**PROBLEM**.
Only lines containing the word "Waits" are needed; pull them out of the material.

**DATA**.

◆ ◆ ◆ ◆

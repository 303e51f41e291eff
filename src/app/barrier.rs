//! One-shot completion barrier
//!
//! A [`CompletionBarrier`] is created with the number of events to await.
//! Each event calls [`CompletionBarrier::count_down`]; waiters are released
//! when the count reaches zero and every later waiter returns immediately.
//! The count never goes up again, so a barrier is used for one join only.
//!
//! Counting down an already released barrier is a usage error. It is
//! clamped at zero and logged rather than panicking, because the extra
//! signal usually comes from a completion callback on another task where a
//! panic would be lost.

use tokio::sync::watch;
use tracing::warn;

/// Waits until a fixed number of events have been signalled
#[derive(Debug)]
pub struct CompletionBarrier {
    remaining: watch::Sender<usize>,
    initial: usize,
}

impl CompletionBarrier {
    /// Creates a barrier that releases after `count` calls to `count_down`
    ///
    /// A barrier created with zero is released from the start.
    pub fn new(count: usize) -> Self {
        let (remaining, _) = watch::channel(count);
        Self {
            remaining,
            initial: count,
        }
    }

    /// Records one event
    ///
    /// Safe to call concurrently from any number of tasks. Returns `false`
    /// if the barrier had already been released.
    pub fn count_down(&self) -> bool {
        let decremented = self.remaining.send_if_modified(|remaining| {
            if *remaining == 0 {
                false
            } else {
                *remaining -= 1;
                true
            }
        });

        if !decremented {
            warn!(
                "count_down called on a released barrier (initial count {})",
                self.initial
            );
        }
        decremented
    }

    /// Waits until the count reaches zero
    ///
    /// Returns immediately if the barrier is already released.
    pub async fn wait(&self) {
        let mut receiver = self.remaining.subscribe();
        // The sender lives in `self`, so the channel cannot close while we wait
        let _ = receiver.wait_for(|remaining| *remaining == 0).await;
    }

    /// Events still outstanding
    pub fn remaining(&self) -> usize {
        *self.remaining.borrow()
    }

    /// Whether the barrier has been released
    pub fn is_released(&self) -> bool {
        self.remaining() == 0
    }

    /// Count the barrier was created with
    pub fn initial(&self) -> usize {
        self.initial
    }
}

◆ ◆ ◆ ◆

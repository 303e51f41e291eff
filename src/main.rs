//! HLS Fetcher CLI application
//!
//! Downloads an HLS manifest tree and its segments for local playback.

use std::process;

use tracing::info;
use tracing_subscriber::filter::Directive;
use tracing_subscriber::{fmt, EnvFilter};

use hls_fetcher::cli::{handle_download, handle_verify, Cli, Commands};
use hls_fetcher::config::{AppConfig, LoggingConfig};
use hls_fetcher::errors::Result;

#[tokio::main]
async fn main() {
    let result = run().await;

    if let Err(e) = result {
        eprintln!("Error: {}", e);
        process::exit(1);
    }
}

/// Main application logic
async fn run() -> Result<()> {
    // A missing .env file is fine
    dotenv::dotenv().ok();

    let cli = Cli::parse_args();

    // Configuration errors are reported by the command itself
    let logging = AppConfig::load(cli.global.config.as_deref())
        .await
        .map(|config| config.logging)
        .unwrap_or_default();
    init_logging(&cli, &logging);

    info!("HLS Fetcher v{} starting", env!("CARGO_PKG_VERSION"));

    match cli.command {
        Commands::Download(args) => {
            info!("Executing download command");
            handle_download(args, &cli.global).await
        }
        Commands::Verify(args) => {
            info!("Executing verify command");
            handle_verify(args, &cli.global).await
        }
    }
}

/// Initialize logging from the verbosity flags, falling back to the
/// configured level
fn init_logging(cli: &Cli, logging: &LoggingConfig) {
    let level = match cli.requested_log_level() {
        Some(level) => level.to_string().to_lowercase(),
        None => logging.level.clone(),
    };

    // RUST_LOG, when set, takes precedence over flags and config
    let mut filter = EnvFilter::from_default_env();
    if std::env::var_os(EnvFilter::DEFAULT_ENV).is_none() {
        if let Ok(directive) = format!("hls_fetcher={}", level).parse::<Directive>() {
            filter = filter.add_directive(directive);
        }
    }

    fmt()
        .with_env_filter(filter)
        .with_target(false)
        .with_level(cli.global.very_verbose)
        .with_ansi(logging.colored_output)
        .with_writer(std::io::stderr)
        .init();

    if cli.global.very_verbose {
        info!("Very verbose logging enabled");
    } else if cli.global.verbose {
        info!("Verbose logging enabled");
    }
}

◆ ◆ ◆ ◆

**PROBLEM SOLUTION**.
/// Waits until a fixed number of events have been signalled
    /// Waits until the count reaches zero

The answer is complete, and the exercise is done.